-- Brief --
Within the records that follow, find every line containing the string "caller". Copy those lines.

-- Records contained in a dataset --

========================

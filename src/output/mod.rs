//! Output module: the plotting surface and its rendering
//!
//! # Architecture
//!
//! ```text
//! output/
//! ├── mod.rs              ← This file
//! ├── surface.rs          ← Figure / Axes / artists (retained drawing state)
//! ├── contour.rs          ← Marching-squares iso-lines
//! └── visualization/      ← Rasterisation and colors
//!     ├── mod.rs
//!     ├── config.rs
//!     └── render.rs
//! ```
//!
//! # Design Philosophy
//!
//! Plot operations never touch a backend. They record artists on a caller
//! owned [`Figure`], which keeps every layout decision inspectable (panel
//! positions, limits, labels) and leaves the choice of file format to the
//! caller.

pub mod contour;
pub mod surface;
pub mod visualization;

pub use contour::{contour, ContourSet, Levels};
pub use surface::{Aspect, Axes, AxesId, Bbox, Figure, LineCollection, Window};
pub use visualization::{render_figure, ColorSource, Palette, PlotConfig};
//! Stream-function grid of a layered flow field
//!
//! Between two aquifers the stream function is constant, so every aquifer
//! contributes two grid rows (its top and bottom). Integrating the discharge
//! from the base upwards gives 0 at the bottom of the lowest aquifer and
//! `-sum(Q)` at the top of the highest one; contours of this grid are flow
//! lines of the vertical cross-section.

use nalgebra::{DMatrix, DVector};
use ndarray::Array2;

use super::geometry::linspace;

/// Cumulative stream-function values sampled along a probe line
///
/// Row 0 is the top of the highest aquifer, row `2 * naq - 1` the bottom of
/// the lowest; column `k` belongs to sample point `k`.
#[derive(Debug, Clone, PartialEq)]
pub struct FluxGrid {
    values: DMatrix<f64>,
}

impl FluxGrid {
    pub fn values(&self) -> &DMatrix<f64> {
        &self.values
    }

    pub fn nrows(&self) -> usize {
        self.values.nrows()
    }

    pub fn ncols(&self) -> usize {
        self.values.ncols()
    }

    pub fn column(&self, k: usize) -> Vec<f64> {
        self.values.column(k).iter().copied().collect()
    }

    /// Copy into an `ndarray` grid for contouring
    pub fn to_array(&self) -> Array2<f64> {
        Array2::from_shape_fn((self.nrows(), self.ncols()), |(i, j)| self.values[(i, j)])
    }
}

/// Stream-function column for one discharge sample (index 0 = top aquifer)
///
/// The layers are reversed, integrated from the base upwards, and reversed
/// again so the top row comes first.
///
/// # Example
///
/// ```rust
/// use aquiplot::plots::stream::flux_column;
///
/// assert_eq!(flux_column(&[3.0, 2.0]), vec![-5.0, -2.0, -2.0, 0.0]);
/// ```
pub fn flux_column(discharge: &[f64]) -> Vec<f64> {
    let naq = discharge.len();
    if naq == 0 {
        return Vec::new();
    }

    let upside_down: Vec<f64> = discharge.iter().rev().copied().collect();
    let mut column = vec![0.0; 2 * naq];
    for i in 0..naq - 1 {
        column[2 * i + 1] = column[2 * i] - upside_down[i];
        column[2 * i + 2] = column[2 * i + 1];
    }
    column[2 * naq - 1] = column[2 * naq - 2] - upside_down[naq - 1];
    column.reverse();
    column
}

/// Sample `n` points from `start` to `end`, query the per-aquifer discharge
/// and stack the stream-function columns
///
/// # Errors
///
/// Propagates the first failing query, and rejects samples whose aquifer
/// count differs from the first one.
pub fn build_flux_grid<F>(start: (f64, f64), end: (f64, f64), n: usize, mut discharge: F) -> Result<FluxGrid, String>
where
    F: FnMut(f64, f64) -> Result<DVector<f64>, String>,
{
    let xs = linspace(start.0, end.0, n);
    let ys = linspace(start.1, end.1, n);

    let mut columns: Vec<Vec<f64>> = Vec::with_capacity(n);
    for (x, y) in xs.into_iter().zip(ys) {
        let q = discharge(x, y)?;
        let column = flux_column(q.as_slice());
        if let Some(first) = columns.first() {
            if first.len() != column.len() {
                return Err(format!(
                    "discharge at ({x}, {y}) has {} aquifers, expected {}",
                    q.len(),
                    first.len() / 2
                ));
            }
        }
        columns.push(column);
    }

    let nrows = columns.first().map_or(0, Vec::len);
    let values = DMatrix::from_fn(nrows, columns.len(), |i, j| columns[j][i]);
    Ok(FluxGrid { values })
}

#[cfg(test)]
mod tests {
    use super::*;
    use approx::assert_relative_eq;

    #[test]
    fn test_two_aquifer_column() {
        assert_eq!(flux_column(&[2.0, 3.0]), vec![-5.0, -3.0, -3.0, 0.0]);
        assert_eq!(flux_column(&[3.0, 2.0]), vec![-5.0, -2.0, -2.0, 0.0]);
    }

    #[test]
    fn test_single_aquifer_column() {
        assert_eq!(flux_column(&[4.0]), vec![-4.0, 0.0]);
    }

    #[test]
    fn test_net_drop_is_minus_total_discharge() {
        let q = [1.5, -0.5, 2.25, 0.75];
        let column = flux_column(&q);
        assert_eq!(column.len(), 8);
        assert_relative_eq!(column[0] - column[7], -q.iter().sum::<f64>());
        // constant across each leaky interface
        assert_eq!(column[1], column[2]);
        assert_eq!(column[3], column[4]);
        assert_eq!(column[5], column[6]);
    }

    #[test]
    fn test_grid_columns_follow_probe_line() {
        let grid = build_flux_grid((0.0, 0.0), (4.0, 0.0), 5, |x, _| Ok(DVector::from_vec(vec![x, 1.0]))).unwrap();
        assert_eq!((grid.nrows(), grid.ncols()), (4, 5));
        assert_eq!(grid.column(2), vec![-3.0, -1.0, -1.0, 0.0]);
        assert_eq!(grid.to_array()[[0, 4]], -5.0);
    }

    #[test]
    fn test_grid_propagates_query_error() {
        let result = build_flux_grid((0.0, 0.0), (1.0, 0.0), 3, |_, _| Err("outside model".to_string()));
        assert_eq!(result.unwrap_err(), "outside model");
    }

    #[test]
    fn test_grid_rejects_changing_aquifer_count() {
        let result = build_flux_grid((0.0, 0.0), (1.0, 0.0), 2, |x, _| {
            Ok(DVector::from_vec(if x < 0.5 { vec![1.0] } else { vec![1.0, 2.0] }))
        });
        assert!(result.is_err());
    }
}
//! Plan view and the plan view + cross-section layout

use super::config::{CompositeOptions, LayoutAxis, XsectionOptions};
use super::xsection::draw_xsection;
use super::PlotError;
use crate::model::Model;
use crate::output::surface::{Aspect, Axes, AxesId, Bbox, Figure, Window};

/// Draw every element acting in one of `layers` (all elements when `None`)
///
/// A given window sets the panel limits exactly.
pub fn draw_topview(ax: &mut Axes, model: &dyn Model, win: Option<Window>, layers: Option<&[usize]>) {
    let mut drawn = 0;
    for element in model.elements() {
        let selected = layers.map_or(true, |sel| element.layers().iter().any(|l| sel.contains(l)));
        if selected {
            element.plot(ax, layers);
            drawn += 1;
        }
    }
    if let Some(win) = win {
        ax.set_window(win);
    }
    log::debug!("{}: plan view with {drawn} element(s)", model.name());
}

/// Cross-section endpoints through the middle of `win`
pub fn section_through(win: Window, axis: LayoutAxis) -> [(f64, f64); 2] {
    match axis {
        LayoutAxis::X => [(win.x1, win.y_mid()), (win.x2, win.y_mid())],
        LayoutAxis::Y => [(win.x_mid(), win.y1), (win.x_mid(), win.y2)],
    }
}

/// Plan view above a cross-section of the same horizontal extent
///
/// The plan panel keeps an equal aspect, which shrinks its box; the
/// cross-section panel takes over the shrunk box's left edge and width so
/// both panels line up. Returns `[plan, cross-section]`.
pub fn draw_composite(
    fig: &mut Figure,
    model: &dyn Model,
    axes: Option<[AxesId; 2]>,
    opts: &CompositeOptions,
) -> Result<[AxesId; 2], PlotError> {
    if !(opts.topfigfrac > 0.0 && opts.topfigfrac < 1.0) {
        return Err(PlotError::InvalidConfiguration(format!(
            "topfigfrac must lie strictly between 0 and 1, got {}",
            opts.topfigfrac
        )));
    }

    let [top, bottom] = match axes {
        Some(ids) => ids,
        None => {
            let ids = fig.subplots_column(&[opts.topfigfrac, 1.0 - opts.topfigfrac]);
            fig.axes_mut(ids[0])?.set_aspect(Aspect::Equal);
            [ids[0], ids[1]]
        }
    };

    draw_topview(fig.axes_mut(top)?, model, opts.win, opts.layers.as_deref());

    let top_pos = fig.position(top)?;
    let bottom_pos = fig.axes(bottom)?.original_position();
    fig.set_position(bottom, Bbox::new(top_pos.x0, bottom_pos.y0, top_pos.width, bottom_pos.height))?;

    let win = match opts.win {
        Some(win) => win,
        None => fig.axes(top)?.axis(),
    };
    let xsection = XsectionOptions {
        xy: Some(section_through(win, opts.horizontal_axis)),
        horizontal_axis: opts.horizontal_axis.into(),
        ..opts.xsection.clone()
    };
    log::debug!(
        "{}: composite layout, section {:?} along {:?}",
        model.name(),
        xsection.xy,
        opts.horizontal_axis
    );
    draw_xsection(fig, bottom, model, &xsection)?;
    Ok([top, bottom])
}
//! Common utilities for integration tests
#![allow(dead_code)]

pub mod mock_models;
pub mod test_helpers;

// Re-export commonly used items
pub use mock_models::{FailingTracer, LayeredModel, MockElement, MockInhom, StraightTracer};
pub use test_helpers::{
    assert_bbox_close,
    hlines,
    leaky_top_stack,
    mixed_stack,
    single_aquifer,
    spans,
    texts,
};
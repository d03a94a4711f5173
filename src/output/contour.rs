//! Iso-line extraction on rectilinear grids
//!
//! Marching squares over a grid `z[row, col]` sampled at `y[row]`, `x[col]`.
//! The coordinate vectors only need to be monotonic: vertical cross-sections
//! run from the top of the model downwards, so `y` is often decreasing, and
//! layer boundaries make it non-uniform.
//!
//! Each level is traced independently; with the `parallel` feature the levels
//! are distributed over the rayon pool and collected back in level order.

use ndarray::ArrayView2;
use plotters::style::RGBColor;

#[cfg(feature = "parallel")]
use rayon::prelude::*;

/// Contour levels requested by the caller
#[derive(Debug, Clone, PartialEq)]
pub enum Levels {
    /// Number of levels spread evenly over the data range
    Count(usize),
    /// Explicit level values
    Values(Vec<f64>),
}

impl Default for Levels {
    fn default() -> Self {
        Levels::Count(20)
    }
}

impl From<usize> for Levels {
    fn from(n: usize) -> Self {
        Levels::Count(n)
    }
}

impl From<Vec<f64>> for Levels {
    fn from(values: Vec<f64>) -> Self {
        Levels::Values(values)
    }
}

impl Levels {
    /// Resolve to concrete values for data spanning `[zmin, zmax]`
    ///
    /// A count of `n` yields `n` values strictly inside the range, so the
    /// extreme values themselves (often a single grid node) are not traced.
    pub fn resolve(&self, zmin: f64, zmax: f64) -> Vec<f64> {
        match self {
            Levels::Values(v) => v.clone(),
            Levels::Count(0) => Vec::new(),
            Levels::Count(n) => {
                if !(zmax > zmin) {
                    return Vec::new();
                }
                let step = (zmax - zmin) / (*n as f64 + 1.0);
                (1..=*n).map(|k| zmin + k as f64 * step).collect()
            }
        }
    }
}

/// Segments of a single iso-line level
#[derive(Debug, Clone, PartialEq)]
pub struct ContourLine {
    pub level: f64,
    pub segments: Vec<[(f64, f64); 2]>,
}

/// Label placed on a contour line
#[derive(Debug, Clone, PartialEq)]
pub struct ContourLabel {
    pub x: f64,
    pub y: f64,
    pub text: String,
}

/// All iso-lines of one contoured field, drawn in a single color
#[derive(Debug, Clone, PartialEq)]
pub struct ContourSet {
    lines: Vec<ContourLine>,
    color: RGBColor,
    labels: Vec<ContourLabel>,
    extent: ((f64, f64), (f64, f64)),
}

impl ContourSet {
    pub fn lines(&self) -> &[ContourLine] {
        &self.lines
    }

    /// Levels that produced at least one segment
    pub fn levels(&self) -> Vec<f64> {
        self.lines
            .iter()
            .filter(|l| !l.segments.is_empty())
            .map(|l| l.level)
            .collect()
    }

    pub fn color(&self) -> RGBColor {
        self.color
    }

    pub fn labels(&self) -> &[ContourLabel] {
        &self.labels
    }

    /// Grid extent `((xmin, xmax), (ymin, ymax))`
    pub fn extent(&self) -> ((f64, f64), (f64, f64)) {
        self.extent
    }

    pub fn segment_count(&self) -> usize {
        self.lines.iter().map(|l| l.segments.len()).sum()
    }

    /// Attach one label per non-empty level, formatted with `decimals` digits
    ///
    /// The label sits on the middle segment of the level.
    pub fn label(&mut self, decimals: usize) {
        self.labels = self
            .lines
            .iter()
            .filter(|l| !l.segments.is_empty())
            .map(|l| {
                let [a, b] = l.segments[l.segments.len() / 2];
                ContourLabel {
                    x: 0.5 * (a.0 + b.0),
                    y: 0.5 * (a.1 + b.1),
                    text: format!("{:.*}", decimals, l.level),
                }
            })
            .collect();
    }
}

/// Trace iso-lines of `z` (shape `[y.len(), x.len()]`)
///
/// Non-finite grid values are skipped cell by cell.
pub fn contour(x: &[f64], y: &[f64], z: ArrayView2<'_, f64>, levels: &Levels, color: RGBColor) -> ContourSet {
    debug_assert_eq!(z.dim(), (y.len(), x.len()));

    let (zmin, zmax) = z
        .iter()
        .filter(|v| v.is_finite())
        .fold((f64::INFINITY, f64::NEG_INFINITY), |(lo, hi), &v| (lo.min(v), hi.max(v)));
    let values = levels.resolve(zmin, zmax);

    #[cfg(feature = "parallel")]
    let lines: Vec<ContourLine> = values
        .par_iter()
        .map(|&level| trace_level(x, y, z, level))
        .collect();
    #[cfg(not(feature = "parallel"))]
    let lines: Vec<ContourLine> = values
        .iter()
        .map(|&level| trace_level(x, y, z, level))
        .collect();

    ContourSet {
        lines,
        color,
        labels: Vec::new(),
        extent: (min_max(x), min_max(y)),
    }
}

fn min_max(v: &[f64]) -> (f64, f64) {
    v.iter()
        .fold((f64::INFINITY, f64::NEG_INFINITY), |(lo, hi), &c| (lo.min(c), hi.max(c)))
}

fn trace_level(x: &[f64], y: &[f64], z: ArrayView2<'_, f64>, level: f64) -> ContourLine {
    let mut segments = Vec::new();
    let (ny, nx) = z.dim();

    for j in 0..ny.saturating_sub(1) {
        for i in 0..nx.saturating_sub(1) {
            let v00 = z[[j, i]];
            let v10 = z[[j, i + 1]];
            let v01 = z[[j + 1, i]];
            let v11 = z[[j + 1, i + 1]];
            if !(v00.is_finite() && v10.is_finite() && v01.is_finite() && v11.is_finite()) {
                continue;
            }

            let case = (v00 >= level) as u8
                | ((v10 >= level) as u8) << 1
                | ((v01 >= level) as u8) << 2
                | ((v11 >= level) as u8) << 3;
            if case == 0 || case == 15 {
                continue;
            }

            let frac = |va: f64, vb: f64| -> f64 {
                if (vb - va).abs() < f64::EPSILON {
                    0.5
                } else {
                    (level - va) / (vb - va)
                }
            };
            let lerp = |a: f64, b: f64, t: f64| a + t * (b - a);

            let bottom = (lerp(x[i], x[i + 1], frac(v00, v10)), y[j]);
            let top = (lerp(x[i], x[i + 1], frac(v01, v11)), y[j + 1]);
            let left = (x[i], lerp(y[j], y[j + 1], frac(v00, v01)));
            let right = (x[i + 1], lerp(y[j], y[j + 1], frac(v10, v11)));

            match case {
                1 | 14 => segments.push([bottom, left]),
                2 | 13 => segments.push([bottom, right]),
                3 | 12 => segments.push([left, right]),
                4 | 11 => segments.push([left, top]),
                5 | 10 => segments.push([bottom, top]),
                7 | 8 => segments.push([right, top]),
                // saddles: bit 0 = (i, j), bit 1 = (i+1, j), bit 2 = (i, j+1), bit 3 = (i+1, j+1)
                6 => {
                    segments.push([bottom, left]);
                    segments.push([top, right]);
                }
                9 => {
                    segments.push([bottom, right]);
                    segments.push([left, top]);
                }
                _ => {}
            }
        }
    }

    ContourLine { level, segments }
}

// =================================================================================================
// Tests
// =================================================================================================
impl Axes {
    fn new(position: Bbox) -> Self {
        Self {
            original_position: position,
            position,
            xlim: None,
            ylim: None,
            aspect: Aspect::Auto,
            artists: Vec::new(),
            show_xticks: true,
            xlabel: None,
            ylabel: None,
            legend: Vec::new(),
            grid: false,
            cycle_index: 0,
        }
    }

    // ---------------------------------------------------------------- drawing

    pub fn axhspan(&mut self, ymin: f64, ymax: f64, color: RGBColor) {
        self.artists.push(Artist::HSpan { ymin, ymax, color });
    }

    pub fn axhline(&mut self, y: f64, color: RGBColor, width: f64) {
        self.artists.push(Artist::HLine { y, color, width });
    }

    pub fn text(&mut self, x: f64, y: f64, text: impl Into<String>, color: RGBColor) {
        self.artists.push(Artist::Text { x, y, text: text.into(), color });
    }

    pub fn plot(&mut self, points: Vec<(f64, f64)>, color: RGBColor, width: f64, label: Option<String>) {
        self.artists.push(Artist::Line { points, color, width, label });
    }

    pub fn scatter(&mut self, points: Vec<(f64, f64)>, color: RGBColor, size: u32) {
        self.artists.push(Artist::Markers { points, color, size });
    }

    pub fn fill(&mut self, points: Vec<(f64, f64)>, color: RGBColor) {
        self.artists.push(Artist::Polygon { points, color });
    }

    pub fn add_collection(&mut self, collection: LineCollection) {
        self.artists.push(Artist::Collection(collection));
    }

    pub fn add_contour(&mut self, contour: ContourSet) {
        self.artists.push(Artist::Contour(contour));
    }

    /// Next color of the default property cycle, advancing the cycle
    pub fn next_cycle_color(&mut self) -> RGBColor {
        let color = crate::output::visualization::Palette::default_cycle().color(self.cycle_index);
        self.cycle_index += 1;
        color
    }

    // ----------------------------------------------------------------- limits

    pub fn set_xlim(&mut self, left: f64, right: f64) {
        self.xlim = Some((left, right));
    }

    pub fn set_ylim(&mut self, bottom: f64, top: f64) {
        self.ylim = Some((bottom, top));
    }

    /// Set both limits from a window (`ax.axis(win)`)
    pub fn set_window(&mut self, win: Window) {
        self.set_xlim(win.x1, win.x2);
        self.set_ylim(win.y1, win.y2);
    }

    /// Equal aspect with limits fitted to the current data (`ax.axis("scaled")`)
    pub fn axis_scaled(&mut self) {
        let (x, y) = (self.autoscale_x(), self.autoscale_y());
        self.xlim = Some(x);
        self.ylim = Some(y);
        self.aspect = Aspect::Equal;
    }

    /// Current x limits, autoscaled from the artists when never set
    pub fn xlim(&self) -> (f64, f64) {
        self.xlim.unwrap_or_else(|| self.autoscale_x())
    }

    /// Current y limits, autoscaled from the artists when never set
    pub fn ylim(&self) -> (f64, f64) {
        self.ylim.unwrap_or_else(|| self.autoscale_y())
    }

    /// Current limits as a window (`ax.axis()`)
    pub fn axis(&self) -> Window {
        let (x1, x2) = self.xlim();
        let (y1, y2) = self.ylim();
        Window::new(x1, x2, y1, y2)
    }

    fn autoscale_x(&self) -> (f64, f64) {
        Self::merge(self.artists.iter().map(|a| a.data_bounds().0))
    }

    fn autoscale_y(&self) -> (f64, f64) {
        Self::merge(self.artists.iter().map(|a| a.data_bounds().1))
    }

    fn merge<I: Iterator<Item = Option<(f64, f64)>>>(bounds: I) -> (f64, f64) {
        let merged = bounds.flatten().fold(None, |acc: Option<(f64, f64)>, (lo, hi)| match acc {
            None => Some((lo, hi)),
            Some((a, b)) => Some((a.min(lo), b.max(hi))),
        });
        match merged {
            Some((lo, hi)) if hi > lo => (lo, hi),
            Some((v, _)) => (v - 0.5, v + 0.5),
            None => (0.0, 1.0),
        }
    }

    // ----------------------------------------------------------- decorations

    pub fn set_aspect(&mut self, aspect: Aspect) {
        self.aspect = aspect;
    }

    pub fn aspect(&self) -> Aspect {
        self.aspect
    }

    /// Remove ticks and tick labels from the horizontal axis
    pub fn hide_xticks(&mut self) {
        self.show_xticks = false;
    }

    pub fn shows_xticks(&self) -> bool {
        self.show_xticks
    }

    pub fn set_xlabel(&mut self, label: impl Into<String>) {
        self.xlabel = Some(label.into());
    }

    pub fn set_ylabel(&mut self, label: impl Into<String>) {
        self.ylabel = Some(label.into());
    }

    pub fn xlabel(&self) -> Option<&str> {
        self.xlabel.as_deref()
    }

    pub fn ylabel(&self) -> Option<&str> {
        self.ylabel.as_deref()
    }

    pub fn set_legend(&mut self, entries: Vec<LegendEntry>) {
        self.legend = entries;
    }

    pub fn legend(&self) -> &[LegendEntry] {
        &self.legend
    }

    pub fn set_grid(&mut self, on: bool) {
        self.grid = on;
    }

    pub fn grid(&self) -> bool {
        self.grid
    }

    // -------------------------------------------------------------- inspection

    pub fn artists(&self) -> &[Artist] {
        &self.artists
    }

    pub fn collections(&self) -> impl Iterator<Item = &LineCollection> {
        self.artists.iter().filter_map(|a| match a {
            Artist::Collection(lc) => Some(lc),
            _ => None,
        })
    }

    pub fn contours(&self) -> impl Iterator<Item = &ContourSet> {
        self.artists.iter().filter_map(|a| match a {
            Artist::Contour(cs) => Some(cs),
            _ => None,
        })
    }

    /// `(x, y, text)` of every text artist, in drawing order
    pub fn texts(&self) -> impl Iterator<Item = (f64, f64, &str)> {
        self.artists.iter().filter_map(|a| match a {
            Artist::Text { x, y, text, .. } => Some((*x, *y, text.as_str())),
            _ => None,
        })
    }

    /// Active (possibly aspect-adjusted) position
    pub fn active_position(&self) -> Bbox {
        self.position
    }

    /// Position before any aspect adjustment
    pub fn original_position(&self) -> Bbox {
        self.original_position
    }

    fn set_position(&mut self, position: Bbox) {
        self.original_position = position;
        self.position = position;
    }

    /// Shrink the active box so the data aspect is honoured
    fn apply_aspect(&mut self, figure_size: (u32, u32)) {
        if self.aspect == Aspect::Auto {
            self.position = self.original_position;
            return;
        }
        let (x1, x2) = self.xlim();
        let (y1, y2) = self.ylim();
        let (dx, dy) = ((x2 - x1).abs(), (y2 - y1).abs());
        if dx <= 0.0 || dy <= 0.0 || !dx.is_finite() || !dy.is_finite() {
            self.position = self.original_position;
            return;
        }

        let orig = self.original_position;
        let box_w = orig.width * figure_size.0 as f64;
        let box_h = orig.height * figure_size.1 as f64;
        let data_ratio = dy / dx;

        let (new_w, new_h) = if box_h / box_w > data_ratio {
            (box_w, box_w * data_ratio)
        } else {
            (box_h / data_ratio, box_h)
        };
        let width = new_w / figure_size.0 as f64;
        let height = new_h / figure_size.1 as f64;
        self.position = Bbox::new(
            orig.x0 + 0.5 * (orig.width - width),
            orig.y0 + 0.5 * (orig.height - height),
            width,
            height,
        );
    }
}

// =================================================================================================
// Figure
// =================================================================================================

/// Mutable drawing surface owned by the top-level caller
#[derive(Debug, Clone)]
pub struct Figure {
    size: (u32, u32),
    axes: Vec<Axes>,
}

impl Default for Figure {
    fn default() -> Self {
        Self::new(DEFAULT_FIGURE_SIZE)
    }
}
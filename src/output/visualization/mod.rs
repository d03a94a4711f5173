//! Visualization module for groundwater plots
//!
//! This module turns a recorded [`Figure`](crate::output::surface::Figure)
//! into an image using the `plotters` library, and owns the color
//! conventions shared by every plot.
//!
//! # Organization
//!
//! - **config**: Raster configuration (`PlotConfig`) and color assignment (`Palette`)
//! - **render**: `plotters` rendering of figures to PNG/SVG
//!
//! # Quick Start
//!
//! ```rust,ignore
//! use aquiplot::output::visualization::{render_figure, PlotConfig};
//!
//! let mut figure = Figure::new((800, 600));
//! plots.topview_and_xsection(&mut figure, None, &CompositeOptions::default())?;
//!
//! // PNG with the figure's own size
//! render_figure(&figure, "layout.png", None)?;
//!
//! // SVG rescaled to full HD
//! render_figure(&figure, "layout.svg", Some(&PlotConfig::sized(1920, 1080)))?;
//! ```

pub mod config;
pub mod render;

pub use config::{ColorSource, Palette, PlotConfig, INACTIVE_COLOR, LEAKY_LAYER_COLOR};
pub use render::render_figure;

========================

-- Answer --
//! Plot operations never touch a backend. They record artists on a caller
//! caller.
/// Contour levels requested by the caller
/// Mutable drawing surface owned by the top-level caller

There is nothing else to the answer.